The description is appropriately concise with a clear imperative sentence followed by an Args section. Structure is front-loaded with the purpose statement first. The only inefficiency is the omission of the 'enforcement_mode' parameter from the Args list.

Shorter descriptions cost fewer tokens and are easier for agents to parse. Every sentence should earn its place.

Completeness2/5

Given the tool's complexity, does the description cover enough for an agent to succeed on first attempt?

Given 0% schema coverage and no annotations, the description is insufficient for a 3-parameter tool. It fails to document the 'enforcement_mode' parameter and provides no context on return values (though an output schema exists, the agent still needs to know what the tool conceptually returns) or side effects.

Complex tools with many parameters or behaviors need more documentation. Simple tools need less. This dimension scales expectations accordingly.

Parameters3/5

Does the description clarify parameter syntax, constraints, interactions, or defaults beyond what the schema provides?
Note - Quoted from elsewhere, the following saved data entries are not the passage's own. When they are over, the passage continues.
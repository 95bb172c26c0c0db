//! Content cache: remembers the digest of the source each binary was last
//! built from.

use anyhow::Result;
use qstress_core::{atomic_write_bytes, sha256_bytes};
use serde::{Deserialize, Serialize};
use std::cell::{Cell, RefCell};
use std::fs;
use std::path::{Path, PathBuf};

use crate::artifact::Artifact;

/// One digest per artifact; an empty string means "never built".
#[derive(Debug, Clone, Default, PartialEq, Eq, Serialize, Deserialize)]
#[serde(default)]
pub struct CacheRecord {
    pub check: String,
    pub gen: String,
    pub main: String,
    pub slow: String,
}

impl CacheRecord {
    pub fn get(&self, artifact: Artifact) -> &str {
        match artifact {
            Artifact::Check => &self.check,
            Artifact::Gen => &self.gen,
            Artifact::Main => &self.main,
            Artifact::Slow => &self.slow,
        }
    }

    pub fn set(&mut self, artifact: Artifact, digest: String) {
        let slot = match artifact {
            Artifact::Check => &mut self.check,
            Artifact::Gen => &mut self.gen,
            Artifact::Main => &mut self.main,
            Artifact::Slow => &mut self.slow,
        };
        *slot = digest;
    }
}

pub fn content_digest(bytes: &[u8]) -> String {
    sha256_bytes(bytes)
}

pub trait CacheStore {
    /// Never fails: unreadable state is reported as an empty record.
    fn load(&self) -> CacheRecord;

    fn store(&self, record: &CacheRecord) -> Result<()>;
}

/// `cache.json` under the tool home.
#[derive(Debug, Clone)]
pub struct FileCacheStore {
    path: PathBuf,
}

impl FileCacheStore {
    pub fn new(path: impl AsRef<Path>) -> Self {
        Self {
            path: path.as_ref().to_path_buf(),
        }
    }

    pub fn path(&self) -> &Path {
        &self.path
    }
}

impl CacheStore for FileCacheStore {
    fn load(&self) -> CacheRecord {
        if !self.path.exists() {
            let record = CacheRecord::default();
            if let Err(err) = self.store(&record) {
                tracing::warn!(path = %self.path.display(), error = %err, "cannot initialize build cache");
            }
            return record;
        }
        let parsed = fs::read(&self.path)
            .map_err(anyhow::Error::from)
            .and_then(|bytes| serde_json::from_slice::<CacheRecord>(&bytes).map_err(Into::into));
        match parsed {
            Ok(record) => record,
            Err(err) => {
                tracing::warn!(
                    path = %self.path.display(),
                    error = %err,
                    "build cache unreadable; treating every artifact as stale"
                );
                CacheRecord::default()
            }
        }
    }

    fn store(&self, record: &CacheRecord) -> Result<()> {
        let bytes = serde_json::to_vec(record)?;
        atomic_write_bytes(&self.path, &bytes)
    }
}

/// In-memory store for tests and dry runs.
#[derive(Debug, Default)]
pub struct MemoryCacheStore {
    record: RefCell<CacheRecord>,
    writes: Cell<usize>,
}

impl MemoryCacheStore {
    pub fn new(record: CacheRecord) -> Self {
        Self {
            record: RefCell::new(record),
            writes: Cell::new(0),
        }
    }

    pub fn snapshot(&self) -> CacheRecord {
        self.record.borrow().clone()
    }

    pub fn writes(&self) -> usize {
        self.writes.get()
    }
}

impl CacheStore for MemoryCacheStore {
    fn load(&self) -> CacheRecord {
        self.snapshot()
    }

    fn store(&self, record: &CacheRecord) -> Result<()> {
        *self.record.borrow_mut() = record.clone();
        self.writes.set(self.writes.get() + 1);
        Ok(())
    }
}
The Args section adds semantic value for 'file_path' (specifying it is a TwinCAT file) and 'check_names' (clarifying they are check IDs), partially compensating for the 0% schema description coverage. However, it completely omits the third parameter 'enforcement_mode' (default: 'strict'), leaving its behavioral impact unexplained.

Input schemas describe structure but not intent. Descriptions should explain non-obvious parameter relationships and valid value ranges.

Purpose4/5

Does the description clearly state what the tool does and how it differs from similar tools?

The description clearly states the tool 'Run[s] specific validation checks on a TwinCAT file,' providing a specific verb and resource. However, it does not explicitly distinguish from sibling tools like 'validate_file' or 'validate_batch,' leaving the agent to infer the distinction from the word 'specific' and the required 'check_names' parameter.

Agents choose between tools based on descriptions. A clear purpose with a specific verb and resource helps agents select the right tool.

Usage Guidelines2/5

Does the description explain when to use this tool, when not to, or what alternatives exist?

No guidance is provided on when to use this tool versus alternatives like 'validate_file' (likely full validation) or 'check_specific' (targeted validation). The description does not state prerequisites (e.g., needing valid check IDs) or exclusions.

Agents often have multiple tools that could apply. Explicit usage guidance like "use X instead of Y when Z" prevents misuse.